Now that Yogi has arrived it's clear that whatever crazy roads we took to get here, this is precisely where we were meant to be. It wasn't possible to get him here without help, but this is our boy and we are his Mommies. The contribution that someone whom we will never know made to our family is one for which I am deeply grateful. I imagine myself to be in the minority here, but I think of his donation as a gift (for which I paid $, I know) that is both entirely personal and entirely impersonal. It is true that in spite of what I'd like to believe, this gift is not (technically) the gift of a loving universe but a donation from a person who is very real and who shares genetic material with my son that I do not. In this way, his role in our family is quite personal. But in every other way, his donation really had nothing to do with us at all.
The three of us became a family in that moment when the embryo that would become Yogi nestled into my wife's body while the two of us held hands and hoped. We loved that little boy into this world and that is an important piece of what makes us a family.

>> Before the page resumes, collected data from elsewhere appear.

//! Discrete effect parameter with latching, momentary and mode-cycling behaviour.

use std::fmt;
use std::str::FromStr;

use crate::audio_engine::errors::ParameterError;
use crate::messages::NameChange;
use crate::pedal::observers::Observers;

#[derive(Debug, Clone, Copy, PartialEq, Eq, Default)]
pub enum FootswitchType {
    /// Each press toggles the state.
    #[default]
    Latching,
    /// The state differs from the default only while held.
    Momentary,
    /// Each press advances through a list of named modes.
    Mode,
}

impl FootswitchType {
    pub const ALL: [FootswitchType; 3] = [Self::Latching, Self::Momentary, Self::Mode];

    pub fn as_str(self) -> &'static str {
        match self {
            Self::Latching => "latching",
            Self::Momentary => "momentary",
            Self::Mode => "mode",
        }
    }
}

impl FromStr for FootswitchType {
    type Err = ParameterError;

    fn from_str(s: &str) -> Result<Self, Self::Err> {
        Self::ALL
            .into_iter()
            .find(|t| t.as_str() == s)
            .ok_or_else(|| ParameterError::InvalidType(s.to_string()))
    }
}

impl fmt::Display for FootswitchType {
    fn fmt(&self, f: &mut fmt::Formatter<'_>) -> fmt::Result {
        f.write_str(self.as_str())
    }
}

#[derive(Debug, Default)]
pub struct FootswitchEvents {
    pub state_changed: Observers<bool>,
    pub mode_changed: Observers<String>,
    pub name_changed: Observers<NameChange>,
    pub removed: Observers<String>,
}

#[derive(Debug)]
pub struct Footswitch {
    name: String,
    footswitch_type: FootswitchType,
    default_state: bool,
    state: bool,
    modes: Vec<String>,
    mode_index: usize,
    display_enabled: bool,
    modified: bool,
    pub events: FootswitchEvents,
}

impl Footswitch {
    /// A latching switch that starts in `default_state`.
    pub fn latching(name: impl Into<String>, default_state: bool) -> Result<Self, ParameterError> {
        Self::new(name, FootswitchType::Latching, default_state, Vec::new())
    }

    pub fn momentary(name: impl Into<String>, default_state: bool) -> Result<Self, ParameterError> {
        Self::new(name, FootswitchType::Momentary, default_state, Vec::new())
    }

    /// A mode switch positioned on the first of `modes`.
    pub fn with_modes(name: impl Into<String>, modes: Vec<String>) -> Result<Self, ParameterError> {
        Self::new(name, FootswitchType::Mode, true, modes)
    }

    pub fn new(
        name: impl Into<String>,
        footswitch_type: FootswitchType,
        default_state: bool,
        modes: Vec<String>,
    ) -> Result<Self, ParameterError> {
        let name = name.into();
        if name.is_empty() {
            return Err(ParameterError::Name);
        }
        Ok(Self {
            name,
            footswitch_type,
            default_state,
            state: default_state,
            modes,
            mode_index: 0,
            display_enabled: false,
            modified: false,
            events: FootswitchEvents::default(),
        })
    }

    pub fn name(&self) -> &str {
        &self.name
    }

    pub fn footswitch_type(&self) -> FootswitchType {
        self.footswitch_type
    }

    pub fn default_state(&self) -> bool {
        self.default_state
    }

    pub fn state(&self) -> bool {
        self.state
    }

    pub fn modes(&self) -> &[String] {
        &self.modes
    }

    /// Current mode, if the switch has any modes.
    pub fn mode(&self) -> Option<&str> {
        self.modes.get(self.mode_index).map(String::as_str)
    }

    pub fn display_enabled(&self) -> bool {
        self.display_enabled
    }

    pub fn is_modified(&self) -> bool {
        self.modified
    }

    pub fn reset_modified(&mut self) {
        self.modified = false;
    }

    pub fn set_footswitch_type(&mut self, footswitch_type: FootswitchType) {
        if self.footswitch_type != footswitch_type {
            log::debug!("Set {} footswitch type to {}", self.name, footswitch_type);
            self.footswitch_type = footswitch_type;
            self.modified = true;
        }
    }

    /// Parses `footswitch_type` before applying it.
    pub fn set_footswitch_type_str(&mut self, footswitch_type: &str) -> Result<(), ParameterError> {
        self.set_footswitch_type(footswitch_type.parse()?);
        Ok(())
    }

    pub fn set_default_state(&mut self, default_state: bool) {
        if self.default_state != default_state {
            log::debug!("Set {} footswitch default state to {}", self.name, default_state);
            self.default_state = default_state;
            self.modified = true;
        }
    }

    /// Only valid for latching and momentary switches.
    pub fn set_state(&mut self, state: bool) -> Result<(), ParameterError> {
        if self.footswitch_type == FootswitchType::Mode {
            return Err(ParameterError::InvalidType(format!(
                "{} footswitch is a mode switch and has no on/off state",
                self.name
            )));
        }
        if self.state != state {
            log::debug!("Set {} footswitch state to {}", self.name, state);
            self.state = state;
            self.modified = true;
            self.events.state_changed.notify(&state);
        }
        Ok(())
    }

    /// Replaces the mode list and selects its first entry.
    pub fn set_modes(&mut self, modes: Vec<String>) {
        if self.modes == modes {
            return;
        }
        log::debug!("Set {} footswitch modes to {:?}", self.name, modes);
        self.modes = modes;
        self.mode_index = 0;
        self.modified = true;
        if let Some(mode) = self.modes.first().cloned() {
            self.events.mode_changed.notify(&mode);
        }
    }

    /// Only valid for mode switches, and `mode` must be one of [`Footswitch::modes`].
    pub fn set_mode(&mut self, mode: &str) -> Result<(), ParameterError> {
        if self.footswitch_type != FootswitchType::Mode {
            return Err(ParameterError::InvalidType(format!(
                "{} footswitch is a {} switch and has no modes",
                self.name, self.footswitch_type
            )));
        }
        let index = self
            .modes
            .iter()
            .position(|m| m == mode)
            .ok_or_else(|| ParameterError::Mode(mode.to_string()))?;
        self.select_mode(index);
        Ok(())
    }

    /// Advances to the next mode, wrapping around. No-op without modes.
    pub fn next_mode(&mut self) {
        if !self.modes.is_empty() {
            self.select_mode((self.mode_index + 1) % self.modes.len());
        }
    }

    fn select_mode(&mut self, index: usize) {
        if self.mode_index == index {
            return;
        }
        self.mode_index = index;
        self.modified = true;
        let mode = self.modes[index].clone();
        log::debug!("Set {} footswitch mode to {}", self.name, mode);
        self.events.mode_changed.notify(&mode);
    }

    /// User pressed the switch.
    pub fn press(&mut self) {
        match self.footswitch_type {
            FootswitchType::Latching => self.apply_state(!self.state),
            FootswitchType::Momentary => self.apply_state(!self.default_state),
            FootswitchType::Mode => self.next_mode(),
        }
    }

    /// User released the switch. Only momentary switches react.
    pub fn release(&mut self) {
        if self.footswitch_type == FootswitchType::Momentary {
            self.apply_state(self.default_state);
        }
    }

    fn apply_state(&mut self, state: bool) {
        if self.state != state {
            log::debug!("Set {} footswitch state to {}", self.name, state);
            self.state = state;
            self.events.state_changed.notify(&state);
        }
    }

    pub fn set_display_enabled(&mut self, enabled: bool) {
        if self.display_enabled != enabled {
            log::debug!(
                "{} {} footswitch display",
                if enabled { "Enable" } else { "Disable" },
                self.name
            );
            self.display_enabled = enabled;
            self.modified = true;
        }
    }

    pub(crate) fn change_name(&mut self, new_name: impl Into<String>) -> Result<(), ParameterError> {
        let new_name = new_name.into();
        if new_name.is_empty() {
            return Err(ParameterError::Name);
        }
        if self.name != new_name {
            log::debug!("{} footswitch name changed to {}", self.name, new_name);
            let old_name = std::mem::replace(&mut self.name, new_name);
            self.modified = true;
            let change = NameChange {
                old_name,
                new_name: self.name.clone(),
            };
            self.events.name_changed.notify(&change);
        }
        Ok(())
    }

    pub(crate) fn remove(&mut self) {
        log::debug!("Remove {} footswitch", self.name);
        let name = self.name.clone();
        self.events.removed.notify(&name);
    }
}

Click hereto read thoughts on the same topic by the ladies at That's A Lot of Essess.
8 comments:
Very nice. But this alone FTW: I actually found myself going to bat for one donor because his favorite animals were monkeys and he liked pizza. ;-)
I think it's good that you found out about your preferred KD's thoughts after he had a child. I think it would've been awful to have found that out after he donated to you and wanted to take on a bigger role than you would've liked.
"we loved that little boy into the world" - best phrase ever.
What a great post! Choosing a donor is such a strange exercise. I found the most interesting part to be the fact that he fades far into the background once your baby is placed in your arms. He took up so much brainspace pre-baby that it was weird to realize that in all the ways that truly matter, he was rather insignificant.
loved reading this post - the 2nd to last paragraph really spoke to me; we feel the same way about our kids :)
Wonderful, wonderful post! Even brought a tightening in the throat and a welling of the eyes...so sweet! (I'm PMSing..yeah!) The love of a child no matter how they got here...is amazing! Thanks for sharing!
I agree: "we loved that little boy into this world" IS the best phrase ever.
And I'm thinking of you today. Not sure when your next ultrasound is, but I deeply hope the underdog is going strong in there. (I hope this for both of them, of course. I'm just sending extra fierceness to the little guy.) R.
Just found your blog through the carnival. LOVE IT. Great post for me to stumble upon. Thanks for sharing your thoughts, and congrats on TTC #2 (and 3!).
Hi, nice post. Well what can I say is that these is an interesting and very informative topic. Thanks for sharing your ideas, its not just entertaining but also gives your reader knowledge. Good blogs style too, Cheers!